FIG. 2 shows the opening-braking device from FIG. 1 to a larger scale in the closed position of the mobile contact member.
FIG. 3 is a representation of the opening-braking device identical to that of FIG. 2, during opening, just before the mobile contact member reaches a final section of the opening travel and movement is imparted to the braking piston.
FIG. 4 is a representation of the opening-braking device identical to that of FIGS. 2 and 3, during opening, just before the mobile contact member reaches the open position.
FIG. 5 is a representation of the opening-braking device identical to that of FIGS. 2, 3 and 4, in the open position of the mobile contact member.
DETAILED DESCRIPTION OF THE INVENTION
FIG. 1 shows partly in longitudinal section one pole of a high-voltage three-pole pressurized gas circuit-breaker. The pressurized gas circuit-breaker is in the form of a puffer piston circuit-breaker and has, inside an interrupter chamber 10, a fixed contact member 12 and a mobile contact member 14. The mobile contact member 14 is fixedly connected to a connecting rod in the form of a tube articulated at the other end to an insulative operating rod 18. The latter is in turn connected to a drive mechanism 20 adapted to displace the mobile contact member 14 from a closed position 22 to an open position, in the opening direction 0, over an opening travel A, to open the circuit-breaker. To close the circuit-breaker the mobile contact member 14 is moved in a closing direction I opposite the opening direction 0, from the open position 24 to the closed position 22.
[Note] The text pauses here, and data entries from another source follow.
//! The entry cache contract and a default implementation.

use crate::dn::Dn;
use crate::entry::{Entry, EntryId};
use parking_lot::Mutex;
use std::collections::{HashMap, VecDeque};
use std::sync::atomic::{AtomicU64, Ordering};
use std::sync::Arc;

/// A cache of recently read entries, shared by every suffix of a backend.
///
/// Lookups never change what is cached. Reads add entries only after a
/// real index read and never replace an entry that is already present;
/// writes replace whatever is cached for the DN.
pub trait EntryCache: Send + Sync {
    /// Returns true if an entry for `dn` is cached.
    fn contains_entry(&self, dn: &Dn) -> bool;

    /// Returns the cached entry for `dn`.
    fn get_entry(&self, dn: &Dn) -> Option<Arc<Entry>>;

    /// Caches `entry` unless its DN is already cached. Returns whether it
    /// was added.
    fn put_entry_if_absent(&self, entry: Arc<Entry>, backend_id: &str, entry_id: EntryId) -> bool;

    /// Caches `entry`, replacing any entry cached for its DN.
    fn put_entry(&self, entry: Arc<Entry>, backend_id: &str, entry_id: EntryId);
}

#[derive(Debug)]
struct CachedEntry {
    entry: Arc<Entry>,
    backend_id: String,
    entry_id: EntryId,
}

#[derive(Debug, Default)]
struct CacheState {
    entries: HashMap<Dn, CachedEntry>,
    order: VecDeque<Dn>,
}

/// Bounded in-memory [`EntryCache`] with first-in first-out eviction.
#[derive(Debug)]
pub struct DefaultEntryCache {
    capacity: usize,
    state: Mutex<CacheState>,
    hits: AtomicU64,
    misses: AtomicU64,
}

impl DefaultEntryCache {
    /// Default number of cached entries.
    pub const DEFAULT_CAPACITY: usize = 10_000;

    /// Creates a cache holding at most `capacity` entries.
    #[must_use]
    pub fn new(capacity: usize) -> Self {
        Self {
            capacity,
            state: Mutex::new(CacheState::default()),
            hits: AtomicU64::new(0),
            misses: AtomicU64::new(0),
        }
    }

    /// Number of cached entries.
    pub fn len(&self) -> usize {
        self.state.lock().entries.len()
    }

    /// Returns true if nothing is cached.
    pub fn is_empty(&self) -> bool {
        self.len() == 0
    }

    /// Returns the owning backend and ID recorded for `dn`.
    pub fn entry_id(&self, dn: &Dn) -> Option<(String, EntryId)> {
        self.state
            .lock()
            .entries
            .get(dn)
            .map(|cached| (cached.backend_id.clone(), cached.entry_id))
    }

    /// Drops the entry for `dn`.
    pub fn remove(&self, dn: &Dn) -> bool {
        let mut state = self.state.lock();
        if state.entries.remove(dn).is_none() {
            return false;
        }
        state.order.retain(|cached| cached != dn);
        true
    }

    /// Drops every entry.
    pub fn clear(&self) {
        let mut state = self.state.lock();
        state.entries.clear();
        state.order.clear();
    }

    /// Lookups that found an entry.
    pub fn hits(&self) -> u64 {
        self.hits.load(Ordering::Relaxed)
    }

    /// Lookups that found nothing.
    pub fn misses(&self) -> u64 {
        self.misses.load(Ordering::Relaxed)
    }

    fn insert(&self, entry: Arc<Entry>, backend_id: &str, entry_id: EntryId, replace: bool) -> bool {
        if self.capacity == 0 {
            return false;
        }
        let mut state = self.state.lock();
        let dn = entry.dn().clone();
        let cached = CachedEntry {
            entry,
            backend_id: backend_id.to_string(),
            entry_id,
        };
        if let Some(existing) = state.entries.get_mut(&dn) {
            if replace {
                *existing = cached;
            }
            return replace;
        }
        while state.entries.len() >= self.capacity {
            let Some(oldest) = state.order.pop_front() else {
                break;
            };
            state.entries.remove(&oldest);
        }
        state.order.push_back(dn.clone());
        state.entries.insert(dn, cached);
        true
    }
}

impl Default for DefaultEntryCache {
    fn default() -> Self {
        Self::new(Self::DEFAULT_CAPACITY)
    }
}

impl EntryCache for DefaultEntryCache {
    fn contains_entry(&self, dn: &Dn) -> bool {
        self.state.lock().entries.contains_key(dn)
    }

    fn get_entry(&self, dn: &Dn) -> Option<Arc<Entry>> {
        let found = self
            .state
            .lock()
            .entries
            .get(dn)
            .map(|cached| Arc::clone(&cached.entry));
        let counter = if found.is_some() { &self.hits } else { &self.misses };
        counter.fetch_add(1, Ordering::Relaxed);
        found
    }

    fn put_entry_if_absent(&self, entry: Arc<Entry>, backend_id: &str, entry_id: EntryId) -> bool {
        self.insert(entry, backend_id, entry_id, false)
    }

    fn put_entry(&self, entry: Arc<Entry>, backend_id: &str, entry_id: EntryId) {
        self.insert(entry, backend_id, entry_id, true);
    }
}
As shown in FIGS. 2 through 5 in particular, the connecting rod passes coaxially through a fixed circular braking cylinder 26 of an opening-braking device 28. At the end opposite the mobile contact member 14 the braking cylinder 26 has a first transverse wall 30 through which the connecting rod 16 passes in the longitudinal direction in a gas-tight and freely mobile manner. At the end of the braking cylinder 26 opposite the drive mechanism 20 is a disk-shaped second transverse wall 32 surrounding the connecting rod 16 at a certain distance. The length L of the braking cylinder 26 is less than the opening travel A. The two transverse walls 30, 32 and the braking cylinder 26 delimit a cylinder space 34 that is divided into two sub-spaces 38, 40 by a braking piston 36 in the braking cylinder 26.
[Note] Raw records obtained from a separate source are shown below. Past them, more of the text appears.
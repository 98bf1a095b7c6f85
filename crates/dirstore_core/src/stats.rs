//! Engine statistics.
//!
//! All counters are atomic and may be read while transactions run. They
//! are monotonically increasing.

use std::sync::atomic::{AtomicU64, Ordering};

/// Transaction and exchange counters for one engine.
#[derive(Debug, Default)]
pub struct StorageStats {
    /// Transaction attempts begun (one per retry).
    transactions_started: AtomicU64,
    /// Attempts that committed.
    transactions_committed: AtomicU64,
    /// Attempts rolled back because the operation failed.
    transactions_rolled_back: AtomicU64,
    /// Attempts discarded because of an optimistic conflict.
    conflicts: AtomicU64,
    /// Per-tree exchanges created.
    exchanges_acquired: AtomicU64,
    /// Per-tree exchanges released at the end of an attempt.
    exchanges_released: AtomicU64,
}

impl StorageStats {
    /// Creates zeroed counters.
    pub fn new() -> Self {
        Self::default()
    }

    pub(crate) fn record_transaction_start(&self) {
        self.transactions_started.fetch_add(1, Ordering::Relaxed);
    }

    pub(crate) fn record_commit(&self) {
        self.transactions_committed.fetch_add(1, Ordering::Relaxed);
    }

    pub(crate) fn record_rollback(&self) {
        self.transactions_rolled_back.fetch_add(1, Ordering::Relaxed);
    }

    pub(crate) fn record_conflict(&self) {
        self.conflicts.fetch_add(1, Ordering::Relaxed);
    }

    pub(crate) fn record_exchange_acquired(&self) {
        self.exchanges_acquired.fetch_add(1, Ordering::Relaxed);
    }

    pub(crate) fn record_exchanges_released(&self, count: u64) {
        self.exchanges_released.fetch_add(count, Ordering::Relaxed);
    }

    /// Returns the number of transaction attempts begun.
    pub fn transactions_started(&self) -> u64 {
        self.transactions_started.load(Ordering::Relaxed)
    }

    /// Returns the number of committed attempts.
    pub fn transactions_committed(&self) -> u64 {
        self.transactions_committed.load(Ordering::Relaxed)
    }

    /// Returns the number of rolled back attempts.
    pub fn transactions_rolled_back(&self) -> u64 {
        self.transactions_rolled_back.load(Ordering::Relaxed)
    }

    /// Returns the number of conflicting attempts that were retried.
    pub fn conflicts(&self) -> u64 {
        self.conflicts.load(Ordering::Relaxed)
    }

    /// Returns the number of exchanges created.
    pub fn exchanges_acquired(&self) -> u64 {
        self.exchanges_acquired.load(Ordering::Relaxed)
    }

    /// Returns the number of exchanges released.
    pub fn exchanges_released(&self) -> u64 {
        self.exchanges_released.load(Ordering::Relaxed)
    }

    /// Takes a plain copy of every counter.
    pub fn snapshot(&self) -> StatsSnapshot {
        StatsSnapshot {
            transactions_started: self.transactions_started(),
            transactions_committed: self.transactions_committed(),
            transactions_rolled_back: self.transactions_rolled_back(),
            conflicts: self.conflicts(),
            exchanges_acquired: self.exchanges_acquired(),
            exchanges_released: self.exchanges_released(),
        }
    }
}

/// A point-in-time copy of [`StorageStats`].
#[derive(Debug, Clone, Copy, Default, PartialEq, Eq)]
pub struct StatsSnapshot {
    /// Transaction attempts begun.
    pub transactions_started: u64,
    /// Attempts that committed.
    pub transactions_committed: u64,
    /// Attempts rolled back.
    pub transactions_rolled_back: u64,
    /// Attempts retried after a conflict.
    pub conflicts: u64,
    /// Exchanges created.
    pub exchanges_acquired: u64,
    /// Exchanges released.
    pub exchanges_released: u64,
}

#[cfg(test)]
mod tests {
    use super::*;

    #[test]
    fn counters_accumulate() {
        let stats = StorageStats::new();
        stats.record_transaction_start();
        stats.record_transaction_start();
        stats.record_conflict();
        stats.record_commit();
        stats.record_exchange_acquired();
        stats.record_exchanges_released(1);

        let snapshot = stats.snapshot();
        assert_eq!(snapshot.transactions_started, 2);
        assert_eq!(snapshot.conflicts, 1);
        assert_eq!(snapshot.transactions_committed, 1);
        assert_eq!(snapshot.exchanges_acquired, snapshot.exchanges_released);
    }
}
The braking piston 36 is at the end of a bush 42 that can slide longitudinally on the connecting rod 16, to which it is sealed at both ends. The bush 42 passes longitudinally through the two transverse walls 32, to which it is sealed.
At the other, remote end of the braking piston 36, opposite the drive mechanism 20, the bush 42 has a radially inwardly projecting bead providing a counter-abutment 44. This abutment operates with a drive abutment 46 on the connecting rod 16 formed by a progressive reduction in the outside diameter of the connecting rod 16. At a certain distance from the drive abutment 46 the connecting rod 16 has a strangulation 48 that connects an annular cylinder space 50 delimited by the connecting rod 16 and the bush 42 to the interrupter chamber 10 between the counter-abutment 44 and the drive abutment 46.
In an initial area 52 terminating at the first transverse wall 30 the braking cylinder 26 has an open cross-section that essentially corresponds to the cross-section of the braking piston 36, so that the latter can slide along the cylinder 26 in the initial area 52 in a gas-tight manner. In a final area 54 leading from the initial area 52 at least approximately as far as the second transverse wall 32, the braking cylinder 26 has an enlargement 56 increasing the open cross-section by which the two sub-spaces 38 and 40 are connected together for the flow of current when the braking piston 36 is in the corresponding position. The enlargement 56 therefore forms a connecting passage between the two sub-spaces 38 and 40 only when the braking piston 36 is not in the initial area.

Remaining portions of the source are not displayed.